◆ Assignment: Nothing in the entries may change when they are transcribed.
──────────────────────────────
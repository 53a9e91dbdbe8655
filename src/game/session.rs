//! Turn driver for one game
//!
//! A [`GameSession`] owns the current state and the two seats. Human seats
//! act through [`GameSession::submit_action`]; AI seats act through
//! [`GameSession::play_ai_turn`]. Both routes go through the engine's
//! `apply_action`, so the session never builds a state the engine did not.
//!
//! # Stuck Recovery
//!
//! When an AI reports that it has no legal action, the session surfaces it
//! as [`TurnOutcome::Stuck`] and forces the turn over to the other player.
//! That is the only way a turn passes without an action.

use crate::core::config::{MatchConfig, SeatConfig};
use crate::game::error::{GameError, GameResult};
use quoridor_engine::ai::Ai;
use quoridor_engine::api::{apply_action, create_initial_state, force_turn_change, ActionOutcome};
use quoridor_engine::constants::PLAYER_COUNT;
use quoridor_engine::types::{Action, GameState, PlayerIndex};
use serde::{Deserialize, Serialize};
use tracing::{debug, error, info, warn};

/// Controller of one seat
#[derive(Debug, Clone)]
pub enum Seat {
    Human,
    Ai(Ai),
}

impl Seat {
    /// Build a seat from its config, seeding AI seats when a seed is given
    pub fn from_config(config: SeatConfig, player: PlayerIndex, seed: Option<u64>) -> Self {
        match config {
            SeatConfig::Human => Seat::Human,
            SeatConfig::Ai { difficulty } => Seat::Ai(match seed {
                Some(seed) => Ai::with_seed(player, difficulty, seed),
                None => Ai::new(player, difficulty),
            }),
        }
    }

    pub fn is_ai(&self) -> bool {
        matches!(self, Seat::Ai(_))
    }
}

/// What happened on one call to `submit_action` or `play_ai_turn`
#[derive(Debug, Clone, Copy, PartialEq, Eq)]
pub enum TurnOutcome {
    /// The action was legal and the game moved on
    Applied { player: PlayerIndex, action: Action },
    /// The action was illegal; the state is unchanged and the same player is still to move
    Rejected { player: PlayerIndex, action: Action },
    /// The AI found no legal action; the turn was forced over
    Stuck { player: PlayerIndex },
}

/// Summary of a finished (or abandoned) game
#[derive(Debug, Clone, PartialEq, Eq, Serialize, Deserialize)]
pub struct MatchOutcome {
    /// `None` when the turn limit was reached first
    pub winner: Option<PlayerIndex>,
    pub turns: usize,
    pub walls_placed: [usize; PLAYER_COUNT],
    pub stuck_recoveries: usize,
    /// AI decisions that came from the emergency fallback
    pub fallbacks: usize,
}

impl MatchOutcome {
    pub fn is_draw(&self) -> bool {
        self.winner.is_none()
    }
}

/// One game in progress
#[derive(Debug, Clone)]
pub struct GameSession {
    state: GameState,
    seats: [Seat; PLAYER_COUNT],
    max_turns: usize,
    turns: usize,
    history: Vec<Action>,
    stuck_recoveries: usize,
    fallbacks: usize,
}

impl GameSession {
    pub fn new(seats: [Seat; PLAYER_COUNT], max_turns: usize) -> Self {
        GameSession {
            state: create_initial_state(),
            seats,
            max_turns,
            turns: 0,
            history: Vec::new(),
            stuck_recoveries: 0,
            fallbacks: 0,
        }
    }

    /// Session for game `game_index` of a configured match
    pub fn from_config(config: &MatchConfig, game_index: usize) -> Self {
        let seats = [0, 1].map(|player| {
            Seat::from_config(
                config.seats[player],
                player,
                config.seat_seed(game_index, player),
            )
        });
        Self::new(seats, config.max_turns)
    }

    pub fn state(&self) -> &GameState {
        &self.state
    }

    pub fn seat(&self, player: PlayerIndex) -> &Seat {
        &self.seats[player]
    }

    /// Turns taken so far, forced turn changes included
    pub fn turns(&self) -> usize {
        self.turns
    }

    /// Applied actions in order
    pub fn history(&self) -> &[Action] {
        &self.history
    }

    pub fn is_finished(&self) -> bool {
        self.state.is_finished()
    }

    /// True when the player to move is AI-controlled
    pub fn ai_to_move(&self) -> bool {
        self.seats[self.state.current_player].is_ai()
    }

    fn ensure_playable(&self) -> GameResult<()> {
        if let Some(winner) = self.state.winner {
            return Err(GameError::GameFinished { winner });
        }
        if self.turns >= self.max_turns {
            return Err(GameError::TurnLimitExceeded {
                limit: self.max_turns,
            });
        }
        Ok(())
    }

    fn commit(&mut self, player: PlayerIndex, action: Action) -> TurnOutcome {
        match apply_action(&self.state, &action) {
            ActionOutcome::Applied(next) => {
                self.state = next;
                self.turns += 1;
                self.history.push(action);
                debug!("[SESSION] Turn {}: player {} {}", self.turns, player, action);
                if let Some(winner) = self.state.winner {
                    info!(
                        "[SESSION] Player {} wins after {} turns",
                        winner, self.turns
                    );
                }
                TurnOutcome::Applied { player, action }
            }
            ActionOutcome::Rejected => {
                debug!("[SESSION] Rejected {} from player {}", action, player);
                TurnOutcome::Rejected { player, action }
            }
        }
    }

    fn recover_stuck(&mut self, player: PlayerIndex) -> TurnOutcome {
        self.state = force_turn_change(&self.state);
        self.turns += 1;
        self.stuck_recoveries += 1;
        warn!(
            "[SESSION] Player {} is stuck; forcing the turn to player {}",
            player, self.state.current_player
        );
        TurnOutcome::Stuck { player }
    }

    /// Apply an externally supplied action for the human seat to move
    ///
    /// An illegal action is reported as [`TurnOutcome::Rejected`], not as an error.
    pub fn submit_action(&mut self, action: Action) -> GameResult<TurnOutcome> {
        self.ensure_playable()?;
        let player = self.state.current_player;
        if self.seats[player].is_ai() {
            return Err(GameError::NotHumanTurn { player });
        }
        Ok(self.commit(player, action))
    }

    /// Let the AI seat to move take its turn
    pub fn play_ai_turn(&mut self) -> GameResult<TurnOutcome> {
        self.ensure_playable()?;
        let player = self.state.current_player;
        let Seat::Ai(ai) = &mut self.seats[player] else {
            return Err(GameError::NotAiTurn { player });
        };

        let decision = ai.decide(&self.state);
        if ai.last_statistics().used_fallback() {
            self.fallbacks += 1;
        }

        match decision {
            Some(action) => match self.commit(player, action) {
                TurnOutcome::Rejected { .. } => {
                    error!(
                        "[SESSION] AI decision {} for player {} was rejected",
                        action, player
                    );
                    Ok(self.recover_stuck(player))
                }
                outcome => Ok(outcome),
            },
            None => Ok(self.recover_stuck(player)),
        }
    }

    /// Play AI turns until the game ends or the turn limit is hit
    ///
    /// Returns [`GameError::NotAiTurn`] if a human seat comes up.
    pub fn run_to_completion(&mut self) -> GameResult<MatchOutcome> {
        loop {
            match self.play_ai_turn() {
                Ok(_) => continue,
                Err(GameError::GameFinished { .. }) => break,
                Err(GameError::TurnLimitExceeded { limit }) => {
                    info!("[SESSION] Turn limit {} reached, game drawn", limit);
                    break;
                }
                Err(e) => return Err(e),
            }
        }
        Ok(self.outcome())
    }

    /// Summary of the game so far
    pub fn outcome(&self) -> MatchOutcome {
        MatchOutcome {
            winner: self.state.winner,
            turns: self.turns,
            walls_placed: [0, 1].map(|player| self.state.walls_placed_by(player)),
            stuck_recoveries: self.stuck_recoveries,
            fallbacks: self.fallbacks,
        }
    }
}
──────────────────────────────
◆ Output of the exercise:
repository 53a9e91dbdbe8655
filename src/game/session.rs
//! Turn driver for one game
//!
//! A [`GameSession`] owns the current state and the two seats. Human seats
//! act through [`GameSession::submit_action`]; AI seats act through
//! [`GameSession::play_ai_turn`]. Both routes go through the engine's
//! `apply_action`, so the session never builds a state the engine did not.
//!
//! # Stuck Recovery
//!
//! When an AI reports that it has no legal action, the session surfaces it
//! as [`TurnOutcome::Stuck`] and forces the turn over to the other player.
//! That is the only way a turn passes without an action.

use crate::core::config::{MatchConfig, SeatConfig};
use crate::game::error::{GameError, GameResult};
use quoridor_engine::ai::Ai;
use quoridor_engine::api::{apply_action, create_initial_state, force_turn_change, ActionOutcome};
use quoridor_engine::constants::PLAYER_COUNT;
use quoridor_engine::types::{Action, GameState, PlayerIndex};
use serde::{Deserialize, Serialize};
use tracing::{debug, error, info, warn};

/// Controller of one seat
#[derive(Debug, Clone)]
pub enum Seat {
    Human,
    Ai(Ai),
}

impl Seat {
    /// Build a seat from its config, seeding AI seats when a seed is given
    pub fn from_config(config: SeatConfig, player: PlayerIndex, seed: Option<u64>) -> Self {
        match config {
            SeatConfig::Human => Seat::Human,
            SeatConfig::Ai { difficulty } => Seat::Ai(match seed {
                Some(seed) => Ai::with_seed(player, difficulty, seed),
                None => Ai::new(player, difficulty),
            }),
        }
    }

    pub fn is_ai(&self) -> bool {
        matches!(self, Seat::Ai(_))
    }
}

/// What happened on one call to `submit_action` or `play_ai_turn`
#[derive(Debug, Clone, Copy, PartialEq, Eq)]
pub enum TurnOutcome {
    /// The action was legal and the game moved on
    Applied { player: PlayerIndex, action: Action },
    /// The action was illegal; the state is unchanged and the same player is still to move
    Rejected { player: PlayerIndex, action: Action },
    /// The AI found no legal action; the turn was forced over
    Stuck { player: PlayerIndex },
}

/// Summary of a finished (or abandoned) game
#[derive(Debug, Clone, PartialEq, Eq, Serialize, Deserialize)]
pub struct MatchOutcome {
    /// `None` when the turn limit was reached first
    pub winner: Option<PlayerIndex>,
    pub turns: usize,
    pub walls_placed: [usize; PLAYER_COUNT],
    pub stuck_recoveries: usize,
    /// AI decisions that came from the emergency fallback
    pub fallbacks: usize,
}

impl MatchOutcome {
    pub fn is_draw(&self) -> bool {
        self.winner.is_none()
    }
}

/// One game in progress
#[derive(Debug, Clone)]
pub struct GameSession {
    state: GameState,
    seats: [Seat; PLAYER_COUNT],
    max_turns: usize,
    turns: usize,
    history: Vec<Action>,
    stuck_recoveries: usize,
    fallbacks: usize,
}

impl GameSession {
    pub fn new(seats: [Seat; PLAYER_COUNT], max_turns: usize) -> Self {
        GameSession {
            state: create_initial_state(),
            seats,
            max_turns,
            turns: 0,
            history: Vec::new(),
            stuck_recoveries: 0,
            fallbacks: 0,
        }
    }

    /// Session for game `game_index` of a configured match
    pub fn from_config(config: &MatchConfig, game_index: usize) -> Self {
        let seats = [0, 1].map(|player| {
            Seat::from_config(
                config.seats[player],
                player,
                config.seat_seed(game_index, player),
            )
        });
        Self::new(seats, config.max_turns)
    }

    pub fn state(&self) -> &GameState {
        &self.state
    }

    pub fn seat(&self, player: PlayerIndex) -> &Seat {
        &self.seats[player]
    }

    /// Turns taken so far, forced turn changes included
    pub fn turns(&self) -> usize {
        self.turns
    }

    /// Applied actions in order
    pub fn history(&self) -> &[Action] {
        &self.history
    }

    pub fn is_finished(&self) -> bool {
        self.state.is_finished()
    }

    /// True when the player to move is AI-controlled
    pub fn ai_to_move(&self) -> bool {
        self.seats[self.state.current_player].is_ai()
    }

    fn ensure_playable(&self) -> GameResult<()> {
        if let Some(winner) = self.state.winner {
            return Err(GameError::GameFinished { winner });
        }
        if self.turns >= self.max_turns {
            return Err(GameError::TurnLimitExceeded {
                limit: self.max_turns,
            });
        }
        Ok(())
    }

    fn commit(&mut self, player: PlayerIndex, action: Action) -> TurnOutcome {
        match apply_action(&self.state, &action) {
            ActionOutcome::Applied(next) => {
                self.state = next;
                self.turns += 1;
                self.history.push(action);
                debug!("[SESSION] Turn {}: player {} {}", self.turns, player, action);
                if let Some(winner) = self.state.winner {
                    info!(
                        "[SESSION] Player {} wins after {} turns",
                        winner, self.turns
                    );
                }
                TurnOutcome::Applied { player, action }
            }
            ActionOutcome::Rejected => {
                debug!("[SESSION] Rejected {} from player {}", action, player);
                TurnOutcome::Rejected { player, action }
            }
        }
    }

    fn recover_stuck(&mut self, player: PlayerIndex) -> TurnOutcome {
        self.state = force_turn_change(&self.state);
        self.turns += 1;
        self.stuck_recoveries += 1;
        warn!(
            "[SESSION] Player {} is stuck; forcing the turn to player {}",
            player, self.state.current_player
        );
        TurnOutcome::Stuck { player }
    }

    /// Apply an externally supplied action for the human seat to move
    ///
    /// An illegal action is reported as [`TurnOutcome::Rejected`], not as an error.
    pub fn submit_action(&mut self, action: Action) -> GameResult<TurnOutcome> {
        self.ensure_playable()?;
        let player = self.state.current_player;
        if self.seats[player].is_ai() {
            return Err(GameError::NotHumanTurn { player });
        }
        Ok(self.commit(player, action))
    }

    /// Let the AI seat to move take its turn
    pub fn play_ai_turn(&mut self) -> GameResult<TurnOutcome> {
        self.ensure_playable()?;
        let player = self.state.current_player;
        let Seat::Ai(ai) = &mut self.seats[player] else {
            return Err(GameError::NotAiTurn { player });
        };

        let decision = ai.decide(&self.state);
        if ai.last_statistics().used_fallback() {
            self.fallbacks += 1;
        }

        match decision {
            Some(action) => match self.commit(player, action) {
                TurnOutcome::Rejected { .. } => {
                    error!(
                        "[SESSION] AI decision {} for player {} was rejected",
                        action, player
                    );
                    Ok(self.recover_stuck(player))
                }
                outcome => Ok(outcome),
            },
            None => Ok(self.recover_stuck(player)),
        }
    }

    /// Play AI turns until the game ends or the turn limit is hit
    ///
    /// Returns [`GameError::NotAiTurn`] if a human seat comes up.
    pub fn run_to_completion(&mut self) -> GameResult<MatchOutcome> {
        loop {
            match self.play_ai_turn() {
                Ok(_) => continue,
                Err(GameError::GameFinished { .. }) => break,
                Err(GameError::TurnLimitExceeded { limit }) => {
                    info!("[SESSION] Turn limit {} reached, game drawn", limit);
                    break;
                }
                Err(e) => return Err(e),
            }
        }
        Ok(self.outcome())
    }

    /// Summary of the game so far
    pub fn outcome(&self) -> MatchOutcome {
        MatchOutcome {
            winner: self.state.winner,
            turns: self.turns,
            walls_placed: [0, 1].map(|player| self.state.walls_placed_by(player)),
            stuck_recoveries: self.stuck_recoveries,
            fallbacks: self.fallbacks,
        }
    }
}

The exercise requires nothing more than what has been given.